**Dataset entries**
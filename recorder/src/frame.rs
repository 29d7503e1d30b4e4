use crate::errors::{Error, Result};
use crate::model::Reading;

/// Parses one raw frame from the sensor.
///
/// Frames are single text lines of the form:
/// `Humidity (%): 49.0, Temperature (C): 23.5, Checksum: 77, Valid checksum: 1`
///
/// The checksum value is not recomputed here; the device reports whether its
/// own verification passed, and only a trailing `1` admits the frame.
pub fn parse(raw: &[u8]) -> Result<Reading> {
    let text = std::str::from_utf8(raw)?.trim_end_matches(['\r', '\n']);

    let fields: Vec<&str> = text.split(", ").collect();
    if fields.len() != 4 {
        return Err(Error::Format(text.to_string()));
    }

    let mut values = Vec::with_capacity(4);
    for field in &fields {
        match field.split_once(": ") {
            Some((_, value)) => values.push(value),
            None => return Err(Error::Format(text.to_string())),
        }
    }

    let humidity_percent = parse_float(values[0])?;
    let temperature_celsius = parse_float(values[1])?;

    // Shape-validated only; the device already verified it.
    values[2]
        .parse::<i64>()
        .map_err(|_| Error::Numeric(values[2].to_string()))?;

    if values[3] != "1" {
        return Err(Error::Checksum(text.to_string()));
    }

    Ok(Reading {
        humidity_percent,
        temperature_celsius,
    })
}

fn parse_float(value: &str) -> Result<f64> {
    value
        .parse::<f64>()
        .map_err(|_| Error::Numeric(value.to_string()))
}

#[cfg(test)]
mod tests {
    use super::*;

    #[test]
    fn test_well_formed_frame() {
        let raw = b"Humidity (%): 49.0, Temperature (C): 23.5, Checksum: 77, Valid checksum: 1";
        let reading = parse(raw).unwrap();

        assert_eq!(reading.humidity_percent, 49.0);
        assert_eq!(reading.temperature_celsius, 23.5);
    }

    #[test]
    fn test_trailing_newline_is_stripped() {
        let raw =
            b"Humidity (%): 60.0, Temperature (C): 21.0, Checksum: 81, Valid checksum: 1\r\n";
        let reading = parse(raw).unwrap();

        assert_eq!(reading.humidity_percent, 60.0);
        assert_eq!(reading.temperature_celsius, 21.0);
    }

    #[test]
    fn test_invalid_checksum_flag() {
        let raw = b"Humidity (%): 49.0, Temperature (C): 23.5, Checksum: 77, Valid checksum: 0";

        assert!(matches!(parse(raw), Err(Error::Checksum(_))));
    }

    #[test]
    fn test_checksum_flag_must_be_literal_one() {
        let raw =
            b"Humidity (%): 49.0, Temperature (C): 23.5, Checksum: 77, Valid checksum: yes";

        assert!(matches!(parse(raw), Err(Error::Checksum(_))));
    }

    #[test]
    fn test_wrong_field_count() {
        let raw = b"Humidity (%): 49.0, Temperature (C): 23.5, Checksum: 77";

        assert!(matches!(parse(raw), Err(Error::Format(_))));
    }

    #[test]
    fn test_field_without_separator() {
        let raw = b"Humidity 49.0, Temperature (C): 23.5, Checksum: 77, Valid checksum: 1";

        assert!(matches!(parse(raw), Err(Error::Format(_))));
    }

    #[test]
    fn test_non_numeric_humidity() {
        let raw = b"Humidity (%): nan%, Temperature (C): 23.5, Checksum: 77, Valid checksum: 1";

        assert!(matches!(parse(raw), Err(Error::Numeric(_))));
    }

    #[test]
    fn test_non_numeric_checksum() {
        let raw = b"Humidity (%): 49.0, Temperature (C): 23.5, Checksum: xx, Valid checksum: 1";

        assert!(matches!(parse(raw), Err(Error::Numeric(_))));
    }

    #[test]
    fn test_invalid_utf8() {
        let raw: &[u8] = &[0xff, 0xfe, 0x48];

        assert!(matches!(parse(raw), Err(Error::Decode(_))));
    }

    #[test]
    fn test_empty_frame() {
        assert!(matches!(parse(b""), Err(Error::Format(_))));
    }
}
use rand::Rng;

/// Drifting humidity/temperature state emitted as Arduino-format frames:
/// `Humidity (%): 49.0, Temperature (C): 23.5, Checksum: 77, Valid checksum: 1`
pub struct SensorState {
    humidity: f64,
    temperature: f64,
}

impl SensorState {
    pub fn new() -> Self {
        Self {
            humidity: 50.0,
            temperature: 22.0,
        }
    }

    /// Random-walks both dimensions within plausible indoor bounds.
    pub fn step(&mut self, rng: &mut impl Rng) {
        self.humidity = (self.humidity + rng.gen_range(-1.5..1.5)).clamp(20.0, 90.0);
        self.temperature = (self.temperature + rng.gen_range(-0.5..0.5)).clamp(10.0, 35.0);
    }

    pub fn frame(&self, valid: bool) -> String {
        format!(
            "Humidity (%): {:.1}, Temperature (C): {:.1}, Checksum: {}, Valid checksum: {}",
            self.humidity,
            self.temperature,
            checksum(self.humidity, self.temperature),
            u8::from(valid)
        )
    }
}

/// DHT-style additive checksum over the scaled sensor bytes.
fn checksum(humidity: f64, temperature: f64) -> u8 {
    let h = (humidity * 10.0).round() as u16;
    let t = (temperature * 10.0).round() as u16;
    let sum = (h >> 8) + (h & 0xff) + (t >> 8) + (t & 0xff);
    (sum & 0xff) as u8
}

#[cfg(test)]
mod tests {
    use super::*;
    use rand::rngs::mock::StepRng;

    #[test]
    fn test_frame_has_four_labelled_fields() {
        let state = SensorState::new();
        let frame = state.frame(true);

        let fields: Vec<&str> = frame.split(", ").collect();
        assert_eq!(fields.len(), 4);
        assert!(fields[0].starts_with("Humidity (%): "));
        assert!(fields[1].starts_with("Temperature (C): "));
        assert!(fields[2].starts_with("Checksum: "));
        assert_eq!(fields[3], "Valid checksum: 1");
    }

    #[test]
    fn test_corrupted_frame_reports_failed_checksum() {
        let state = SensorState::new();
        let frame = state.frame(false);

        assert!(frame.ends_with("Valid checksum: 0"));
    }

    #[test]
    fn test_values_are_formatted_with_one_decimal() {
        let state = SensorState::new();

        assert!(state.frame(true).starts_with("Humidity (%): 50.0, Temperature (C): 22.0, "));
    }

    #[test]
    fn test_step_stays_within_bounds() {
        let mut state = SensorState::new();
        let mut rng = StepRng::new(0, 1);

        for _ in 0..1000 {
            state.step(&mut rng);
            assert!((20.0..=90.0).contains(&state.humidity));
            assert!((10.0..=35.0).contains(&state.temperature));
        }
    }
}
mod frames;

use clap::Parser;
use frames::SensorState;
use rand::Rng;
use std::io::{self, Write};
use std::thread;
use std::time::Duration;
use tracing::{error, info, warn};

/// Emits Arduino-format humidity/temperature frames, for driving the
/// recorder without hardware attached.
#[derive(Parser, Debug)]
#[command(version, about)]
struct Args {
    /// Serial port to write frames to; frames go to stdout when omitted
    #[arg(long, env = "SERIAL_PORT")]
    port: Option<String>,

    #[arg(long, env = "BAUD_RATE", default_value_t = 9600)]
    baud: u32,

    /// Milliseconds between frames
    #[arg(long, default_value_t = 2000)]
    interval_ms: u64,

    /// Fraction of frames emitted with a failed checksum flag
    #[arg(long, default_value_t = 0.05)]
    invalid_ratio: f64,
}

fn main() {
    tracing_subscriber::fmt::init();

    let args = Args::parse();
    let invalid_ratio = args.invalid_ratio.clamp(0.0, 1.0);

    info!("Starting sensor simulator");
    info!(
        "Output: {}, interval: {}ms, invalid ratio: {}",
        args.port.as_deref().unwrap_or("stdout"),
        args.interval_ms,
        invalid_ratio
    );

    let mut out: Box<dyn Write> = match &args.port {
        Some(port) => {
            let port = serialport::new(port, args.baud).open().unwrap_or_else(|e| {
                error!("Failed to open serial port: {}", e);
                std::process::exit(1);
            });
            Box::new(port)
        }
        None => Box::new(io::stdout()),
    };

    let mut rng = rand::thread_rng();
    let mut state = SensorState::new();
    let mut counter = 0u64;

    loop {
        state.step(&mut rng);
        let valid = !rng.gen_bool(invalid_ratio);
        let frame = state.frame(valid);

        match writeln!(out, "{}", frame).and_then(|_| out.flush()) {
            Ok(()) => {
                counter += 1;
                if counter % 100 == 0 {
                    info!("Emitted {} frames", counter);
                }
            }
            Err(e) => {
                warn!("Failed to write frame: {}", e);
            }
        }

        thread::sleep(Duration::from_millis(args.interval_ms));
    }
}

**Exercise description**
Reproduce each line of the records in which the word "crate" appears.

**Completed exercise**
use crate::errors::{Error, Result};
use crate::model::Reading;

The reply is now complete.